The integration of renewable energy sources in urban environments presents unique challenges due to complex wind patterns and infrastructure limitations. This study developed and implemented an advanced Internet of Things (IoT) framework incorporating deep learning algorithms for real-time wind energy monitoring and optimization in Abha, Saudi Arabia, addressing the limitations of conventional wind energy systems through intelligent sensor networks and predictive analytics. The study deployed 2300 IoT sensors across 75 urban wind turbines, collecting environmental and performance data over 24 months. The methodology implemented a custom long short-term memory (LSTM) neural network architecture with a dropout rate of 0.3, utilizing TensorFlow framework version 2.7 for model training. The system incorporated comprehensive sensor arrays including ultrasonic anemometers, digital wind vanes, temperature sensors, and tri-axial accelerometers, with data collection frequencies ranging from 0.1 Hz to 1 kHz. The implementation resulted in a 34.2% increase in energy harvesting efficiency, with turbine downtime reduced by 56%. The LSTM model achieved 91.7% accuracy in wind pattern prediction, enabling proactive adjustments that improved overall system reliability by 29%. Component-wise reliability analysis revealed the highest performance in sensor networks (MTBF = 94.3 days) and communication infrastructure (MTBF = 89.5 days).

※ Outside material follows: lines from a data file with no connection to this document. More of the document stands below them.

use anyhow::Result;
use chrono::Local;
use std::io::{BufRead, Write};
use std::path::PathBuf;

use super::choice::{MENU_ITEMS, MenuChoice, parse_choice};
use crate::assistant;
use crate::completion::{CompletionClient, CompletionError};
use crate::notes::{NoteLog, export_notes};
use crate::patient::{Age, PatientProfile};
use crate::ui::{Spinner, Style, error_line};

/// Drives the numbered menu over any line reader and writer.
///
/// End of input is treated like choosing Quit.
pub struct MenuRunner<'a, R, W> {
    client: &'a dyn CompletionClient,
    input: R,
    output: W,
    notes_dir: PathBuf,
    notes: NoteLog,
}

impl<'a, R: BufRead, W: Write> MenuRunner<'a, R, W> {
    pub fn new(client: &'a dyn CompletionClient, input: R, output: W, notes_dir: PathBuf) -> Self {
        Self {
            client,
            input,
            output,
            notes_dir,
            notes: NoteLog::new(),
        }
    }

    pub async fn run(&mut self) -> Result<()> {
        writeln!(
            self.output,
            "{}\n",
            Style::header("Welcome to the Nurse Assistant CLI!")
        )?;

        let Some(profile) = self.collect_profile()? else {
            return self.goodbye();
        };
        tracing::debug!(age = profile.age.years(), "patient profile collected");

        loop {
            self.print_menu()?;
            let Some(line) = self.prompt("Enter a number: ")? else {
                break;
            };

            match parse_choice(&line) {
                MenuChoice::SymptomChecker => self.symptom_checker(&profile).await?,
                MenuChoice::DocumentationHelper => self.documentation_helper()?,
                MenuChoice::PatientEducation => self.patient_education().await?,
                MenuChoice::CuraAi => self.custom_question().await?,
                MenuChoice::ViewNotes => self.view_notes(&profile)?,
                MenuChoice::Quit => break,
                MenuChoice::Invalid(choice) => {
                    tracing::debug!(%choice, "invalid menu choice");
                    writeln!(self.output, "{}", Style::warning("Invalid choice."))?;
                }
            }
        }

        self.goodbye()
    }

    fn goodbye(&mut self) -> Result<()> {
        writeln!(self.output, "{}", Style::success("Goodbye!"))?;
        Ok(())
    }

    /// Writes `label` and reads one line, without the line terminator.
    ///
    /// Returns `None` at end of input. Bytes that are not UTF-8 are
    /// replaced rather than rejected.
    fn prompt(&mut self, label: &str) -> Result<Option<String>> {
        write!(self.output, "{label}")?;
        self.output.flush()?;

        let mut line = Vec::new();
        if self.input.read_until(b'\n', &mut line)? == 0 {
            writeln!(self.output)?;
            return Ok(None);
        }
        let line = String::from_utf8_lossy(&line);
        Ok(Some(line.trim_end_matches(['\n', '\r']).to_string()))
    }

    /// Like [`Self::prompt`], but warns and returns `None` for blank input.
    fn prompt_required(&mut self, label: &str, what: &str) -> Result<Option<String>> {
        match self.prompt(label)? {
            Some(text) if !text.trim().is_empty() => Ok(Some(text.trim().to_string())),
            Some(_) => {
                writeln!(
                    self.output,
                    "{}",
                    Style::warning(format!("Please enter {what}."))
                )?;
                Ok(None)
            }
            None => Ok(None),
        }
    }

    fn collect_profile(&mut self) -> Result<Option<PatientProfile>> {
        writeln!(
            self.output,
            "{}",
            Style::header("--- Patient General Information ---")
        )?;

        let name = loop {
            let Some(name) = self.prompt("Patient Name: ")? else {
                return Ok(None);
            };
            if !name.trim().is_empty() {
                break name.trim().to_string();
            }
            writeln!(self.output, "{}", Style::warning("Patient name is required."))?;
        };

        let age = loop {
            let Some(age) = self.prompt("Age: ")? else {
                return Ok(None);
            };
            match Age::parse(&age) {
                Ok(age) => break age,
                Err(err) => writeln!(self.output, "{}", Style::warning(err))?,
            }
        };

        let mut fields = Vec::with_capacity(3);
        for label in ["Gender: ", "Known Allergies: ", "Other relevant info: "] {
            let Some(value) = self.prompt(label)? else {
                return Ok(None);
            };
            fields.push(value);
        }

        Ok(Some(
            PatientProfile::new(name, age)
                .with_gender(&fields[0])
                .with_allergies(&fields[1])
                .with_other(&fields[2]),
        ))
    }

    fn print_menu(&mut self) -> Result<()> {
        writeln!(self.output, "\n{}", Style::header("Choose a module:"))?;
        for (index, item) in MENU_ITEMS.iter().enumerate() {
            writeln!(self.output, "{}. {item}", Style::command(index + 1))?;
        }
        Ok(())
    }

    fn report_failure(&mut self, err: &CompletionError) -> Result<()> {
        tracing::warn!(error = %err, "completion failed");
        writeln!(self.output, "{}", error_line(err))?;
        Ok(())
    }

    async fn symptom_checker(&mut self, profile: &PatientProfile) -> Result<()> {
        writeln!(self.output, "\n{}", Style::header("--- Symptom Checker ---"))?;
        let Some(symptom) = self.prompt_required("Enter the main symptom: ", "a symptom")? else {
            return Ok(());
        };

        let spinner = Spinner::asking();
        let result = assistant::check_symptom(self.client, profile, &symptom).await;
        spinner.stop();

        match result {
            Ok(note) => {
                writeln!(self.output, "\n{}", Style::header("Top 3 likely causes:"))?;
                writeln!(self.output, "{}", Style::answer(&note.body))?;
                self.notes.push(note);
            }
            Err(err) => self.report_failure(&err)?,
        }
        Ok(())
    }

    fn documentation_helper(&mut self) -> Result<()> {
        writeln!(
            self.output,
            "\n{}",
            Style::header("--- Documentation Helper ---")
        )?;
        let Some(text) =
            self.prompt_required("Enter your documentation notes: ", "documentation notes")?
        else {
            return Ok(());
        };

        let note = assistant::document(&text);
        writeln!(
            self.output,
            "\n{}\n{}",
            Style::header("Abbreviated (nurse talk) notes:"),
            note.body
        )?;
        self.notes.push(note);
        Ok(())
    }

    async fn patient_education(&mut self) -> Result<()> {
        writeln!(self.output, "\n{}", Style::header("--- Patient Education ---"))?;
        let Some(topic) = self.prompt_required(
            "Enter education topic (CHF, diabetes, meds, or custom): ",
            "a topic",
        )?
        else {
            return Ok(());
        };

        let spinner = Spinner::asking();
        let result = assistant::educate(self.client, &topic).await;
        spinner.stop();

        match result {
            Ok(note) => {
                writeln!(
                    self.output,
                    "\n{}\n{}",
                    Style::header("Patient Education Points:"),
                    Style::answer(&note.body)
                )?;
                self.notes.push(note);
            }
            Err(err) => self.report_failure(&err)?,
        }
        Ok(())
    }

    /// Free-form question; answers are never added to the notes.
    async fn custom_question(&mut self) -> Result<()> {
        writeln!(
            self.output,
            "\n{}",
            Style::header("--- Ask CuraAI (Nurse AI Assistant) ---")
        )?;
        let Some(query) = self.prompt_required("Ask your question: ", "a question")? else {
            return Ok(());
        };

        let spinner = Spinner::asking();
        let result = assistant::ask(self.client, &query).await;
        spinner.stop();

        match result {
            Ok(answer) => writeln!(
                self.output,
                "\n{}\n{}",
                Style::header("CuraAI says:"),
                Style::answer(answer)
            )?,
            Err(err) => self.report_failure(&err)?,
        }
        Ok(())
    }

    fn view_notes(&mut self, profile: &PatientProfile) -> Result<()> {
        writeln!(self.output, "\n{}", Style::header("--- Patient Notes ---"))?;
        if self.notes.is_empty() {
            writeln!(self.output, "{}", Style::secondary("No notes yet."))?;
        }
        for note in self.notes.iter() {
            writeln!(self.output, "{note}\n")?;
        }

        let Some(answer) = self.prompt("Save notes to file? (y/n): ")? else {
            return Ok(());
        };
        if !answer.trim().eq_ignore_ascii_case("y") {
            return Ok(());
        }

        match export_notes(&self.notes, &profile.name, &self.notes_dir, Local::now()) {
            Ok(path) => writeln!(
                self.output,
                "{} Notes saved to {}",
                Style::success("✓"),
                Style::value(path.display())
            )?,
            Err(err) => {
                tracing::warn!("{err:#}");
                writeln!(self.output, "{}", error_line(format!("{err:#}")))?;
            }
        }
        Ok(())
    }
}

Statistical validation confirmed significant improvements across all metrics (p < 0.001) with the autoregressive integrated moving average (ARIMA) model demonstrating strong predictive capability (R-2 = 0.934). The AI-driven framework achieved a 41% reduction in maintenance costs while increasing annual energy output by 23.8%, suggesting favorable techno-economic viability despite initial investment requirements. The developed framework demonstrates significant potential for optimizing urban wind energy systems through AI-driven monitoring and predictive maintenance. The results establish a scalable approach for smart city wind energy management, providing a comprehensive solution for urban renewable energy integration.